> [INSTRUCTIONS TO FOLLOW]: Find the lines of the listing that contain the string "Clone", and return them.

+++++

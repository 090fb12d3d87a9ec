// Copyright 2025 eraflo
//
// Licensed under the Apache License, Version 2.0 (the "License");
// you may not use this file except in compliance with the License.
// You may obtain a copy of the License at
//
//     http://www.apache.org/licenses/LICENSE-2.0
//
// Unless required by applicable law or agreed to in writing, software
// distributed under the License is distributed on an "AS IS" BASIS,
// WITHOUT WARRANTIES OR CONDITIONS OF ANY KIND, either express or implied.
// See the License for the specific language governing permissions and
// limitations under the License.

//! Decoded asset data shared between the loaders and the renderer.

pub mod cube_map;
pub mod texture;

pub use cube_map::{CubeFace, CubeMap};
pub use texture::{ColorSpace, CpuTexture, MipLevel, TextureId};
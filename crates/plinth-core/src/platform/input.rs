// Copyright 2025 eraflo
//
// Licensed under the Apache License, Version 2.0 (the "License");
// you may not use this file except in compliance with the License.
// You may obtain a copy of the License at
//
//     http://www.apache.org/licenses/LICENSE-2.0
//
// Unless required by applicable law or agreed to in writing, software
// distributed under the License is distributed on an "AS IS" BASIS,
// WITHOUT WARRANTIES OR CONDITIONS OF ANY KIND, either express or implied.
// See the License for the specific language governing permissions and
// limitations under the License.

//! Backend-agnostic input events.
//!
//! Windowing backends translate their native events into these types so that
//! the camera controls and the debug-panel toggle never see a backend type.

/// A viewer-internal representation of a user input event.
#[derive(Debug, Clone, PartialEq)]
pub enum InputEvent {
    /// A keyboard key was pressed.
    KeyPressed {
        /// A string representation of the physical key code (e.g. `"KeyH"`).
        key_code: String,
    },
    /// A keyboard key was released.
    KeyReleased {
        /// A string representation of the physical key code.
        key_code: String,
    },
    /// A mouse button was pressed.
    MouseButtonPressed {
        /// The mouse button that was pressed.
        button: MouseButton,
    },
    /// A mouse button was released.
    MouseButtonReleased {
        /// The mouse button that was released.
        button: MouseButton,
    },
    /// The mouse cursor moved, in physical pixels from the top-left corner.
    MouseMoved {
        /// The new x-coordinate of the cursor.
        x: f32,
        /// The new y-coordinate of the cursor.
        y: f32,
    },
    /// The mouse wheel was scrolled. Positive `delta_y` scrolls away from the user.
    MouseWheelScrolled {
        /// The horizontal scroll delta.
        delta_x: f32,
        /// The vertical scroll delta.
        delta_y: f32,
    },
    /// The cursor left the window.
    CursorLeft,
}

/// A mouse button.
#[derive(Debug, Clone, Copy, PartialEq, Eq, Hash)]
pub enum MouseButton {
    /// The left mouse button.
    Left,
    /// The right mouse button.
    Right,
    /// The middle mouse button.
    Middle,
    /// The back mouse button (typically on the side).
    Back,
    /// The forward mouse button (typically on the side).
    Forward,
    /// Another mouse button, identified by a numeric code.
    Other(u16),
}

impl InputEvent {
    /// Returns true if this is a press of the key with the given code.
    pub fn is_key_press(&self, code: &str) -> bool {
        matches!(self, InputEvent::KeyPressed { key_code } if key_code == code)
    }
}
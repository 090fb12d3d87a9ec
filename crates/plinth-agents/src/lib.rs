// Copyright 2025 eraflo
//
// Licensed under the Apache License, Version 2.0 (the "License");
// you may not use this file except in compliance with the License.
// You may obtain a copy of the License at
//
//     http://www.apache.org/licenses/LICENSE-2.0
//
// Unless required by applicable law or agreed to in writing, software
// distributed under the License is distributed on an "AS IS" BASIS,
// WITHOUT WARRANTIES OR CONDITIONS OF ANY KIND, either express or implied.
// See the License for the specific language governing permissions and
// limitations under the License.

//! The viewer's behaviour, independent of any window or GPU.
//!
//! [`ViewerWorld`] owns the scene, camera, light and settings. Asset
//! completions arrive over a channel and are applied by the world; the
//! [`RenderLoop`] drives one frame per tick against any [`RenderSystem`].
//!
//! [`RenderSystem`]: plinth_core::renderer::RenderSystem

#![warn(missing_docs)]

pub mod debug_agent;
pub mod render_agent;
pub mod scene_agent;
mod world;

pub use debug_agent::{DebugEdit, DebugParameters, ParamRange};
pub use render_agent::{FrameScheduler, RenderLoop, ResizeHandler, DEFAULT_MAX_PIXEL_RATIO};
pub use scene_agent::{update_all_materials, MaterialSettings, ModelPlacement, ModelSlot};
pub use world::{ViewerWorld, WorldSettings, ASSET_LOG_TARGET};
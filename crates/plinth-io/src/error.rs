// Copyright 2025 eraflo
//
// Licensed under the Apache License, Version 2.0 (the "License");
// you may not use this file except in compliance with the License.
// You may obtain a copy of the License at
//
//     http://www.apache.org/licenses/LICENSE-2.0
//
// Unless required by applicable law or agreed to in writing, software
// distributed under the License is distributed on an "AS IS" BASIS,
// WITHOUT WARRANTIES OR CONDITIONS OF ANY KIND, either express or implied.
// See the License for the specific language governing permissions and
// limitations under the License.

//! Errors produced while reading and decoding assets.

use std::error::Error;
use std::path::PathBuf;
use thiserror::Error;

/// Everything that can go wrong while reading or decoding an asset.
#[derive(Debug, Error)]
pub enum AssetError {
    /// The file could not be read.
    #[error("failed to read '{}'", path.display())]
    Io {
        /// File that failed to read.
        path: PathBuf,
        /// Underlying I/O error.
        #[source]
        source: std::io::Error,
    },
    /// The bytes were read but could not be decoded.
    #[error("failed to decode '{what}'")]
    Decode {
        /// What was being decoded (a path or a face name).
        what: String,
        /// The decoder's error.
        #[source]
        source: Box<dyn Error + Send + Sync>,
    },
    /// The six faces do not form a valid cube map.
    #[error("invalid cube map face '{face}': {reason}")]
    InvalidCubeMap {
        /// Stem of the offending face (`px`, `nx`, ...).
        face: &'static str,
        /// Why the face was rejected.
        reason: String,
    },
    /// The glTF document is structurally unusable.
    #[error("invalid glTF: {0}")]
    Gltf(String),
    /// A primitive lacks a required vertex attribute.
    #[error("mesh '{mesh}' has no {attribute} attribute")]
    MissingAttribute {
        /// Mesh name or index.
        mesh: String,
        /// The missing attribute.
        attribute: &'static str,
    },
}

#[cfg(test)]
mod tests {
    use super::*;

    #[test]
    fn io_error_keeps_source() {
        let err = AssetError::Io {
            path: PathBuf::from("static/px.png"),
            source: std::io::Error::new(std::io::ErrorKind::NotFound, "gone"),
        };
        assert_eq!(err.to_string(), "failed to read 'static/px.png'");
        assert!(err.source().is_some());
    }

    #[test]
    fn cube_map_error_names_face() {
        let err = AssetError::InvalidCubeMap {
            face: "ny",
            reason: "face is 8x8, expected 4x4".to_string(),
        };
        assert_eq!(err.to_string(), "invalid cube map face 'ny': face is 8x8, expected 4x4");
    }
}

+++++

> [ANSWER SECTION]:
#[derive(Debug, Clone, PartialEq)]
#[derive(Debug, Clone, Copy, PartialEq, Eq, Hash)]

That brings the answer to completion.